For the next 10 to 15 years, my health was pretty good. After my sophomore year of college, my arthritis acted up (or so we thought). Looking back, I decided that it was actually another autoimmune disease which wouldn't be diagnosed for approximately another 10 years. I'll get to that later. My x-rays showed that the arthritis in my hips was very bad. I had total hip replacement surgery and missed my next year of college. Thank goodness that I had a very proactive surgeon and occupational therapist. It was also the beginning of a time when legislation for the rights of people who have handicaps was enacted. My occupational therapist and I took a field trip to Rutgers college, met with the dean and came up with a list of simple modifications that would enable me to return to college the following autumn semester. I finished my last two years of college using an electric wheelchair and crutches.

During the final semester of my senior year, I began feeling overly tired. I was also showing other symptoms that led me to believe something else was going on. However my doctor couldn't find anything. My mother, who is a RN and sister Ann, in nurses training, convinced my doctor to tests me for hyper thyroidism. The test was positive. This became autoimmune disease No. 3. My doctor was able to get it under control pretty quickly and following a year of medication, it was cured.

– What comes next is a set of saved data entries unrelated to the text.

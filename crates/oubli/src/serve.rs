//! MCP server over stdio
//!
//! Exposes every tool registered in the [`ToolManager`] to the host agent
//! through the Model Context Protocol: `tools/list` returns the tool
//! definitions and `tools/call` runs the named tool.

use std::sync::Arc;

use oubli_core::ToolManager;
use rmcp::{
    ErrorData, ServerHandler,
    model::{
        CallToolRequestParams, CallToolResult, Content, Implementation, JsonObject,
        ListToolsResult, PaginatedRequestParams, ServerCapabilities, ServerInfo, Tool,
    },
    service::{RequestContext, RoleServer},
};
use serde_json::{Value as JsonValue, json};
use tracing::{debug, info, warn};

const INSTRUCTIONS: &str = "oubli keeps long-term memories about the user. Search memories \
     before answering questions about the user, save new facts with memory_save, and keep \
     the core memory document up to date with core_memory_save.";

/// MCP handler backed by the tool manager
#[derive(Clone)]
pub struct OubliServer {
    tools: Arc<ToolManager>,
}

impl OubliServer {
    pub fn new(tools: ToolManager) -> Self {
        Self {
            tools: Arc::new(tools),
        }
    }

    /// MCP tool descriptions for every registered tool
    fn mcp_tools(&self) -> Vec<Tool> {
        self.tools
            .definitions()
            .into_iter()
            .map(|def| {
                let schema = match def.input_schema {
                    JsonValue::Object(map) => map,
                    _ => JsonObject::new(),
                };
                Tool::new(def.name, def.description, Arc::new(schema))
            })
            .collect()
    }

    /// Run a tool call
    ///
    /// Unknown tools are a protocol error. Failures inside a tool are
    /// reported as an error result so the agent can read the message.
    async fn call(&self, name: &str, arguments: Option<JsonObject>) -> Result<CallToolResult, ErrorData> {
        if !self.tools.contains(name) {
            warn!(tool = %name, "Call to unknown tool");
            return Err(ErrorData::invalid_params(format!("Unknown tool: {}", name), None));
        }

        let input = JsonValue::Object(arguments.unwrap_or_default());
        debug!(tool = %name, "Executing tool");

        match self.tools.execute(name, input).await {
            Ok(result) if result.is_error => Ok(CallToolResult::error(vec![Content::text(result.output)])),
            Ok(result) => Ok(CallToolResult::success(vec![Content::text(result.output)])),
            Err(e) => {
                warn!(tool = %name, "Tool execution failed: {}", e);
                let body = json!({ "error": e.to_string() }).to_string();
                Ok(CallToolResult::error(vec![Content::text(body)]))
            }
        }
    }
}

impl ServerHandler for OubliServer {
    fn get_info(&self) -> ServerInfo {
        ServerInfo {
            capabilities: ServerCapabilities::builder().enable_tools().build(),
            server_info: Implementation {
                name: "oubli".into(),
                version: env!("CARGO_PKG_VERSION").into(),
                ..Default::default()
            },
            instructions: Some(INSTRUCTIONS.into()),
            ..Default::default()
        }
    }

    fn list_tools(
        &self,
        _request: Option<PaginatedRequestParams>,
        _context: RequestContext<RoleServer>,
    ) -> impl std::future::Future<Output = Result<ListToolsResult, ErrorData>> + Send + '_ {
        std::future::ready(Ok(ListToolsResult {
            tools: self.mcp_tools(),
            next_cursor: None,
            meta: None,
        }))
    }

    fn call_tool(
        &self,
        request: CallToolRequestParams,
        _context: RequestContext<RoleServer>,
    ) -> impl std::future::Future<Output = Result<CallToolResult, ErrorData>> + Send + '_ {
        async move { self.call(&request.name, request.arguments).await }
    }
}

/// Serve the tools over stdin/stdout until the client disconnects
pub async fn run_serve(tools: ToolManager) -> anyhow::Result<()> {
    let server = OubliServer::new(tools);
    info!("Serving {} tools over MCP stdio", server.tools.len());

    let transport = rmcp::transport::io::stdio();
    let service = rmcp::serve_server(server, transport).await?;
    let reason = service.waiting().await?;

    info!("MCP session ended: {:?}", reason);
    Ok(())
}

#[cfg(test)]
mod tests {
    use super::*;
    use oubli_core::{CoreMemory, MemoryStore};
    use oubli_tools::{register_memory_tools, shared_store};
    use tokio::io::{AsyncBufReadExt, AsyncWriteExt, BufReader};

    fn server(dir: &tempfile::TempDir) -> OubliServer {
        let mut manager = ToolManager::new();
        register_memory_tools(
            &mut manager,
            shared_store(MemoryStore::in_memory().unwrap()),
            CoreMemory::new(dir.path().join("core_memory.md")),
        );
        OubliServer::new(manager)
    }

    fn text(result: &CallToolResult) -> JsonValue {
        let value = serde_json::to_value(result).unwrap();
        let text = value["content"][0]["text"].as_str().unwrap();
        serde_json::from_str(text).unwrap()
    }

    fn arguments(value: JsonValue) -> Option<JsonObject> {
        value.as_object().cloned()
    }

    #[test]
    fn test_mcp_tools_mirror_definitions() {
        let dir = tempfile::tempdir().unwrap();
        let server = server(&dir);

        let tools = server.mcp_tools();
        assert_eq!(tools.len(), 10);

        let search = tools.iter().find(|t| t.name == "memory_search").unwrap();
        assert_eq!(search.input_schema.get("type"), Some(&json!("object")));
        assert_eq!(search.input_schema["required"], json!(["query"]));
    }

    #[tokio::test]
    async fn test_call_save_and_search() {
        let dir = tempfile::tempdir().unwrap();
        let server = server(&dir);

        let saved = server
            .call(
                "memory_save",
                arguments(json!({"summary": "met Alice at the park", "keywords": ["Alice"]})),
            )
            .await
            .unwrap();
        assert_ne!(saved.is_error, Some(true));
        let saved = text(&saved);
        assert_eq!(saved["status"], "saved");

        let found = server
            .call("memory_search", arguments(json!({"query": "alice"})))
            .await
            .unwrap();
        assert_eq!(text(&found)[0]["id"], saved["id"]);
    }

    #[tokio::test]
    async fn test_call_errors() {
        let dir = tempfile::tempdir().unwrap();
        let server = server(&dir);

        assert!(server.call("nope", None).await.is_err());

        let missing = server
            .call("memory_get", arguments(json!({"memory_id": "x"})))
            .await
            .unwrap();
        assert_eq!(missing.is_error, Some(true));
        assert_eq!(text(&missing), json!({"error": "Memory x not found"}));

        // Missing required argument
        let invalid = server.call("memory_get", None).await.unwrap();
        assert_eq!(invalid.is_error, Some(true));
        assert!(text(&invalid)["error"].as_str().unwrap().contains("memory_id"));
    }

    async fn send(writer: &mut tokio::io::WriteHalf<tokio::io::DuplexStream>, message: JsonValue) {
        let mut line = message.to_string();
        line.push('\n');
        writer.write_all(line.as_bytes()).await.unwrap();
        writer.flush().await.unwrap();
    }

    async fn receive(
        lines: &mut tokio::io::Lines<BufReader<tokio::io::ReadHalf<tokio::io::DuplexStream>>>,
    ) -> JsonValue {
        let line = lines.next_line().await.unwrap().unwrap();
        serde_json::from_str(&line).unwrap()
    }

    #[tokio::test]
    async fn test_json_rpc_session() {
        let dir = tempfile::tempdir().unwrap();
        let server = server(&dir);

        let (client_io, server_io) = tokio::io::duplex(64 * 1024);
        let handle = tokio::spawn(async move {
            let service = rmcp::serve_server(server, server_io).await?;
            service.waiting().await?;
            anyhow::Ok(())
        });

        let (read, mut write) = tokio::io::split(client_io);
        let mut lines = BufReader::new(read).lines();

        send(
            &mut write,
            json!({
                "jsonrpc": "2.0",
                "id": 1,
                "method": "initialize",
                "params": {
                    "protocolVersion": "2024-11-05",
                    "capabilities": {},
                    "clientInfo": {"name": "oubli-test", "version": "0.0.0"}
                }
            }),
        )
        .await;
        let init = receive(&mut lines).await;
        assert_eq!(init["id"], 1);
        assert_eq!(init["result"]["serverInfo"]["name"], "oubli");
        assert!(init["result"]["capabilities"]["tools"].is_object());

        send(
            &mut write,
            json!({"jsonrpc": "2.0", "method": "notifications/initialized"}),
        )
        .await;

        send(
            &mut write,
            json!({"jsonrpc": "2.0", "id": 2, "method": "tools/list", "params": {}}),
        )
        .await;
        let listed = receive(&mut lines).await;
        assert_eq!(listed["id"], 2);
        assert_eq!(listed["result"]["tools"].as_array().unwrap().len(), 10);

        send(
            &mut write,
            json!({
                "jsonrpc": "2.0",
                "id": 3,
                "method": "tools/call",
                "params": {"name": "memory_stats", "arguments": {}}
            }),
        )
        .await;
        let called = receive(&mut lines).await;
        assert_eq!(called["id"], 3);
        let stats: JsonValue =
            serde_json::from_str(called["result"]["content"][0]["text"].as_str().unwrap()).unwrap();
        assert_eq!(stats["total"], 0);

        drop(write);
        drop(lines);
        handle.await.unwrap().unwrap();
    }
}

I graduated from college but I still wasn't feeling as well as I wanted. I had much weakness and pain in my knees. It was time to enter the workforce and I had to make a choice. One option was continuing to use a wheelchair and purchase a lift equipped van. The other option was to have total knee replacements. I chose the latter. After this surgery, I no longer needed the electric wheelchair or crutches. Friends who I hadn't seen since college, were amazed at how well I was to walk around.

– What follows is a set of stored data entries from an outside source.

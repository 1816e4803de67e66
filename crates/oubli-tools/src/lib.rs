//! oubli-tools: memory tools for the host agent
//!
//! Each tool wraps one memory store or core memory operation, taking a
//! JSON input and returning JSON text.

use std::sync::{Arc, Mutex, MutexGuard};

use chrono::{DateTime, Utc};
use oubli_core::{CoreMemory, Error, Memory, MemoryStore, Result, ToolManager};
use serde::Serialize;
use serde::de::DeserializeOwned;
use serde_json::Value as JsonValue;

pub mod core_memory;
pub mod delete;
pub mod get;
pub mod import;
pub mod list;
pub mod save;
pub mod search;
pub mod stats;
pub mod update;

pub use core_memory::{CoreMemoryGetTool, CoreMemorySaveTool};
pub use delete::MemoryDeleteTool;
pub use get::MemoryGetTool;
pub use import::MemoryImportTool;
pub use list::MemoryListTool;
pub use save::MemorySaveTool;
pub use search::MemorySearchTool;
pub use stats::MemoryStatsTool;
pub use update::MemoryUpdateTool;

/// Store handle shared by every tool
///
/// Created once at startup; each tool call holds the lock for the whole
/// store operation.
pub type SharedStore = Arc<Mutex<MemoryStore>>;

/// Wrap a store for sharing between tools
pub fn shared_store(store: MemoryStore) -> SharedStore {
    Arc::new(Mutex::new(store))
}

/// Register all memory and core memory tools with the tool manager
pub fn register_memory_tools(manager: &mut ToolManager, store: SharedStore, core: CoreMemory) {
    manager.register(Arc::new(MemorySaveTool::new(store.clone())));
    manager.register(Arc::new(MemorySearchTool::new(store.clone())));
    manager.register(Arc::new(MemoryGetTool::new(store.clone())));
    manager.register(Arc::new(MemoryListTool::new(store.clone())));
    manager.register(Arc::new(MemoryStatsTool::new(store.clone())));
    manager.register(Arc::new(MemoryUpdateTool::new(store.clone())));
    manager.register(Arc::new(MemoryDeleteTool::new(store.clone())));
    manager.register(Arc::new(MemoryImportTool::new(store)));
    manager.register(Arc::new(CoreMemoryGetTool::new(core.clone())));
    manager.register(Arc::new(CoreMemorySaveTool::new(core)));
}

/// Compact view of a memory used by search and list results
#[derive(Debug, Clone, PartialEq, Serialize)]
pub struct MemoryBrief {
    pub id: String,
    pub summary: String,
    pub level: u32,
    pub topics: Vec<String>,
    pub source: String,
}

impl From<Memory> for MemoryBrief {
    fn from(memory: Memory) -> Self {
        Self {
            id: memory.id,
            summary: memory.summary,
            level: memory.level,
            topics: memory.topics,
            source: memory.source,
        }
    }
}

/// Full view of a memory returned by `memory_get`
#[derive(Debug, Clone, PartialEq, Serialize)]
pub struct MemoryDetail {
    pub id: String,
    pub summary: String,
    pub full_text: String,
    pub level: u32,
    pub topics: Vec<String>,
    pub keywords: Vec<String>,
    pub source: String,
    pub parent_ids: Vec<String>,
    pub child_ids: Vec<String>,
    pub created_at: DateTime<Utc>,
    pub access_count: i64,
}

impl From<Memory> for MemoryDetail {
    fn from(memory: Memory) -> Self {
        Self {
            id: memory.id,
            summary: memory.summary,
            full_text: memory.full_text,
            level: memory.level,
            topics: memory.topics,
            keywords: memory.keywords,
            source: memory.source,
            parent_ids: memory.parent_ids,
            child_ids: memory.child_ids,
            created_at: memory.created_at,
            access_count: memory.access_count,
        }
    }
}

/// Deserialize tool input into its typed parameters
pub(crate) fn parse_input<T: DeserializeOwned>(tool: &str, input: JsonValue) -> Result<T> {
    // Tools without parameters may be called with `null`
    let input = if input.is_null() {
        JsonValue::Object(Default::default())
    } else {
        input
    };
    serde_json::from_value(input)
        .map_err(|e| Error::ToolExecution(format!("Invalid input for {}: {}", tool, e)))
}

/// Lock the shared store
pub(crate) fn lock_store(store: &SharedStore) -> Result<MutexGuard<'_, MemoryStore>> {
    store
        .lock()
        .map_err(|_| Error::Other("memory store lock poisoned".to_string()))
}


#[cfg(test)]
mod tests {
    use super::*;
    use serde_json::json;

    #[tokio::test]
    async fn test_register_memory_tools() {
        let dir = tempfile::tempdir().unwrap();
        let mut manager = ToolManager::new();
        register_memory_tools(
            &mut manager,
            test_support::store(),
            CoreMemory::new(dir.path().join("core_memory.md")),
        );

        assert_eq!(
            manager.tool_names(),
            vec![
                "core_memory_get",
                "core_memory_save",
                "memory_delete",
                "memory_get",
                "memory_import",
                "memory_list",
                "memory_save",
                "memory_search",
                "memory_stats",
                "memory_update",
            ]
        );
    }

    #[tokio::test]
    async fn test_save_search_get_through_manager() {
        let dir = tempfile::tempdir().unwrap();
        let mut manager = ToolManager::new();
        register_memory_tools(
            &mut manager,
            test_support::store(),
            CoreMemory::new(dir.path().join("core_memory.md")),
        );

        let saved = manager
            .execute(
                "memory_save",
                json!({"summary": "met Alice at the park", "keywords": ["Alice"]}),
            )
            .await
            .unwrap()
            .output_json()
            .unwrap();
        let id = saved["id"].as_str().unwrap().to_string();

        let found = manager
            .execute("memory_search", json!({"query": "alice"}))
            .await
            .unwrap()
            .output_json()
            .unwrap();
        assert_eq!(found[0]["id"], id.as_str());

        let detail = manager
            .execute("memory_get", json!({"memory_id": id}))
            .await
            .unwrap()
            .output_json()
            .unwrap();
        assert_eq!(detail["keywords"], json!(["Alice"]));
    }
}
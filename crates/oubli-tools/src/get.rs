//! memory_get tool

use async_trait::async_trait;
use oubli_core::{Result, Tool, ToolResult};
use serde::Deserialize;
use serde_json::{Value, json};

use crate::{MemoryDetail, SharedStore, lock_store, parse_input};

/// Get full details of a memory by ID
pub struct MemoryGetTool {
    store: SharedStore,
}

impl MemoryGetTool {
    pub fn new(store: SharedStore) -> Self {
        Self { store }
    }
}

#[derive(Debug, Deserialize)]
struct GetInput {
    memory_id: String,
}

#[async_trait]
impl Tool for MemoryGetTool {
    fn name(&self) -> &str {
        "memory_get"
    }

    fn description(&self) -> &str {
        "Get the full details of a memory by ID."
    }

    fn input_schema(&self) -> Value {
        json!({
            "type": "object",
            "properties": {
                "memory_id": {
                    "type": "string",
                    "description": "The ID of the memory to retrieve"
                }
            },
            "required": ["memory_id"]
        })
    }

    async fn execute(&self, input: Value) -> Result<ToolResult> {
        let input: GetInput = parse_input(self.name(), input)?;

        let memory = lock_store(&self.store)?.get(&input.memory_id)?;
        match memory {
            Some(memory) => ToolResult::json(&MemoryDetail::from(memory)),
            None => Ok(ToolResult::error_message(format!(
                "Memory {} not found",
                input.memory_id
            ))),
        }
    }
}
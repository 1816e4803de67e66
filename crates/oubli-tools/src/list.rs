//! memory_list tool

use async_trait::async_trait;
use oubli_core::{Result, Tool, ToolResult};
use serde::Deserialize;
use serde_json::{Value, json};

use crate::{MemoryBrief, SharedStore, lock_store, parse_input};

const DEFAULT_LIMIT: usize = 50;

/// List memories, optionally at a single level
pub struct MemoryListTool {
    store: SharedStore,
}

impl MemoryListTool {
    pub fn new(store: SharedStore) -> Self {
        Self { store }
    }
}

#[derive(Debug, Deserialize)]
struct ListInput {
    #[serde(default)]
    level: Option<u32>,
    #[serde(default = "default_limit")]
    limit: usize,
}

fn default_limit() -> usize {
    DEFAULT_LIMIT
}

#[async_trait]
impl Tool for MemoryListTool {
    fn name(&self) -> &str {
        "memory_list"
    }

    fn description(&self) -> &str {
        "List memories in storage order, optionally only those at one level."
    }

    fn input_schema(&self) -> Value {
        json!({
            "type": "object",
            "properties": {
                "level": {
                    "type": "integer",
                    "minimum": 0,
                    "description": "Only return memories at this level"
                },
                "limit": {
                    "type": "integer",
                    "minimum": 0,
                    "description": "Maximum number of memories to return (default 50)"
                }
            }
        })
    }

    async fn execute(&self, input: Value) -> Result<ToolResult> {
        let input: ListInput = parse_input(self.name(), input)?;

        let memories = {
            let store = lock_store(&self.store)?;
            match input.level {
                Some(level) => store.get_by_level(level, input.limit)?,
                None => store.get_all(input.limit)?,
            }
        };

        let briefs: Vec<MemoryBrief> = memories.into_iter().map(MemoryBrief::from).collect();
        ToolResult::json(&briefs)
    }
}

#[cfg(test)]
mod tests {
    use super::*;
    use crate::test_support;
    use oubli_core::NewMemory;

    #[tokio::test]
    async fn test_list_by_level() {
        let store = test_support::store();
        {
            let store = store.lock().unwrap();
            store.add(NewMemory::new("raw a")).unwrap();
            store.add(NewMemory::new("raw b")).unwrap();
            store.add(NewMemory::new("insight").with_level(1)).unwrap();
        }

        let tool = MemoryListTool::new(store);

        let all = tool.execute(Value::Null).await.unwrap().output_json().unwrap();
        assert_eq!(all.as_array().unwrap().len(), 3);

        let raw = tool
            .execute(json!({"level": 0}))
            .await
            .unwrap()
            .output_json()
            .unwrap();
        let summaries: Vec<&str> = raw
            .as_array()
            .unwrap()
            .iter()
            .map(|m| m["summary"].as_str().unwrap())
            .collect();
        assert_eq!(summaries, vec!["raw a", "raw b"]);

        let limited = tool
            .execute(json!({"limit": 1}))
            .await
            .unwrap()
            .output_json()
            .unwrap();
        assert_eq!(limited.as_array().unwrap().len(), 1);
    }
}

At approximately age 28, I began having unexplained weakness. Back to the doctors I went but several physician could not find anything. This was a very scary time for me. At the worst, I was able to walk approximately six feet, after which I felt like I was going to fall. I wondered if I was going crazy. When I started to walk, I felt fine. However, within a short period of time, I had to stop and rest. I continued to tell my doctors how bad I was feeling. Finally, I was referred to a neurologist. Within a half hour, he diagnosed me with myasthenia gravis. In this autoimmune disease, which is known to be difficult to diagnose, my immune system attacks the nerve endings which signal my muscles to work. At first, this disease was well-controlled with medication. However, after approximately three years, I was feeling poorly again. Ann found a world-renowned neurologist at Johns Hopkins hospital. He had me undergo medical testing for a week after which he recommended a thymectomy. The thymus is the gland which is responsible for setting up ones immune system. When one is born, it's very large. As the immune system develops, it shrinks until by age 50 it can only be seen with a microscope. When they removed mine, it was about the size of a four-year-old child.

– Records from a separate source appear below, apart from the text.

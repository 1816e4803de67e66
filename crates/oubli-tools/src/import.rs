//! memory_import tool
//!
//! Bulk import of memories the agent has already parsed out of some
//! external text (chat exports, notes). Entries without a summary are
//! skipped rather than failing the batch.

use async_trait::async_trait;
use oubli_core::{NewMemory, Result, Tool, ToolResult};
use serde::Deserialize;
use serde_json::{Value, json};

use crate::{SharedStore, lock_store, parse_input};

const DEFAULT_SOURCE: &str = "import";

/// Import several memories at once
pub struct MemoryImportTool {
    store: SharedStore,
}

impl MemoryImportTool {
    pub fn new(store: SharedStore) -> Self {
        Self { store }
    }
}

#[derive(Debug, Deserialize)]
struct ImportInput {
    memories: Vec<ImportEntry>,
    #[serde(default = "default_source")]
    source: String,
}

#[derive(Debug, Deserialize)]
struct ImportEntry {
    #[serde(default)]
    summary: Option<String>,
    #[serde(default)]
    full_text: Option<String>,
    #[serde(default)]
    topics: Option<Vec<String>>,
    #[serde(default)]
    keywords: Option<Vec<String>>,
}

fn default_source() -> String {
    DEFAULT_SOURCE.to_string()
}

#[async_trait]
impl Tool for MemoryImportTool {
    fn name(&self) -> &str {
        "memory_import"
    }

    fn description(&self) -> &str {
        "Import multiple pre-parsed memories at once. Each entry needs a summary and may \
         carry full_text, topics and keywords. All entries are saved as level 0."
    }

    fn input_schema(&self) -> Value {
        json!({
            "type": "object",
            "properties": {
                "memories": {
                    "type": "array",
                    "description": "Memories to import",
                    "items": {
                        "type": "object",
                        "properties": {
                            "summary": { "type": "string" },
                            "full_text": { "type": "string" },
                            "topics": { "type": "array", "items": { "type": "string" } },
                            "keywords": { "type": "array", "items": { "type": "string" } }
                        }
                    }
                },
                "source": {
                    "type": "string",
                    "description": "Source label for every imported memory (default: import)"
                }
            },
            "required": ["memories"]
        })
    }

    async fn execute(&self, input: Value) -> Result<ToolResult> {
        let input: ImportInput = parse_input(self.name(), input)?;
        let total = input.memories.len();

        let store = lock_store(&self.store)?;
        let mut ids = Vec::new();

        for entry in input.memories {
            let Some(summary) = entry.summary.filter(|s| !s.is_empty()) else {
                continue;
            };

            let new = NewMemory::new(summary)
                .with_full_text(entry.full_text.unwrap_or_default())
                .with_topics(entry.topics.unwrap_or_default())
                .with_keywords(entry.keywords.unwrap_or_default())
                .with_source(input.source.clone());

            ids.push(store.add(new)?);
        }
        drop(store);

        tracing::info!(imported = ids.len(), skipped = total - ids.len(), "Imported memories");

        ToolResult::json(&json!({
            "status": "imported",
            "count": ids.len(),
            "ids": ids,
        }))
    }
}

#[cfg(test)]
mod tests {
    use super::*;
    use crate::test_support;

    #[tokio::test]
    async fn test_import_skips_entries_without_summary() {
        let store = test_support::store();
        let tool = MemoryImportTool::new(store.clone());

        let output = tool
            .execute(json!({
                "memories": [
                    {"summary": "A"},
                    {"full_text": "no summary here"},
                    {"summary": ""},
                    {"summary": "B", "topics": ["letters"], "keywords": ["b"]}
                ]
            }))
            .await
            .unwrap()
            .output_json()
            .unwrap();

        assert_eq!(output["status"], "imported");
        assert_eq!(output["count"], 2);
        assert_eq!(output["ids"].as_array().unwrap().len(), 2);

        let memories = store.lock().unwrap().get_all(10).unwrap();
        let summaries: Vec<&str> = memories.iter().map(|m| m.summary.as_str()).collect();
        assert_eq!(summaries, vec!["A", "B"]);
        assert!(memories.iter().all(|m| m.source == "import" && m.level == 0));
        assert_eq!(memories[1].topics, vec!["letters"]);
    }

    #[tokio::test]
    async fn test_import_custom_source() {
        let store = test_support::store();
        let tool = MemoryImportTool::new(store.clone());

        tool.execute(json!({
            "memories": [{"summary": "From my notes"}],
            "source": "notes"
        }))
        .await
        .unwrap();

        let memories = store.lock().unwrap().get_all(10).unwrap();
        assert_eq!(memories[0].source, "notes");
    }

    #[tokio::test]
    async fn test_import_empty_batch() {
        let tool = MemoryImportTool::new(test_support::store());
        let output = tool
            .execute(json!({"memories": []}))
            .await
            .unwrap()
            .output_json()
            .unwrap();
        assert_eq!(output, json!({"status": "imported", "count": 0, "ids": []}));
    }
}
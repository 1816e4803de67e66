//! Tool system for host agent tool calls
//!
//! This module provides the tool abstraction through which the host agent
//! reaches the memory store.

pub mod definition;
pub mod manager;
pub mod traits;

pub use definition::ToolDefinition;
pub use manager::ToolManager;
pub use traits::{Tool, ToolResult};
//! Aggregate statistics over the memory store

use std::collections::BTreeMap;

use serde::Serialize;

use crate::memory::Memory;

/// Snapshot of store contents, computed fresh from a full scan
#[derive(Debug, Clone, Default, PartialEq, Serialize)]
pub struct MemoryStats {
    pub total: usize,
    pub by_level: BTreeMap<u32, usize>,
    /// Every topic occurrence counts, including repeats within one memory
    pub by_topic: BTreeMap<String, usize>,
    pub by_source: BTreeMap<String, usize>,
}

impl MemoryStats {
    /// Fold a single memory into the counts
    pub fn record(&mut self, memory: &Memory) {
        self.total += 1;
        *self.by_level.entry(memory.level).or_default() += 1;
        for topic in &memory.topics {
            *self.by_topic.entry(topic.clone()).or_default() += 1;
        }
        *self.by_source.entry(memory.source.clone()).or_default() += 1;
    }
}

impl<'a> FromIterator<&'a Memory> for MemoryStats {
    fn from_iter<I: IntoIterator<Item = &'a Memory>>(iter: I) -> Self {
        let mut stats = Self::default();
        for memory in iter {
            stats.record(memory);
        }
        stats
    }
}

For the next few years, I felt well. Then I began having dizzy spells which I ignored. One weekend I had several periods when I knew what I wanted to say but I could not get the words to come out of my mouth. I went to the doctors and we thought my diabetes was acting up. Later that night I passed out. Luckily, I was with my mother and she got me to the hospital. After many tests, I was diagnosed with anti-phospholipid antibody. This is an autoimmune condition in which my blood clots too easily. It commonly occurs with rhuematoid arthritis or lupus.

My Internist calls me his walking antibody. Life has been a challenge but thanks to people like you research is done and progress is made.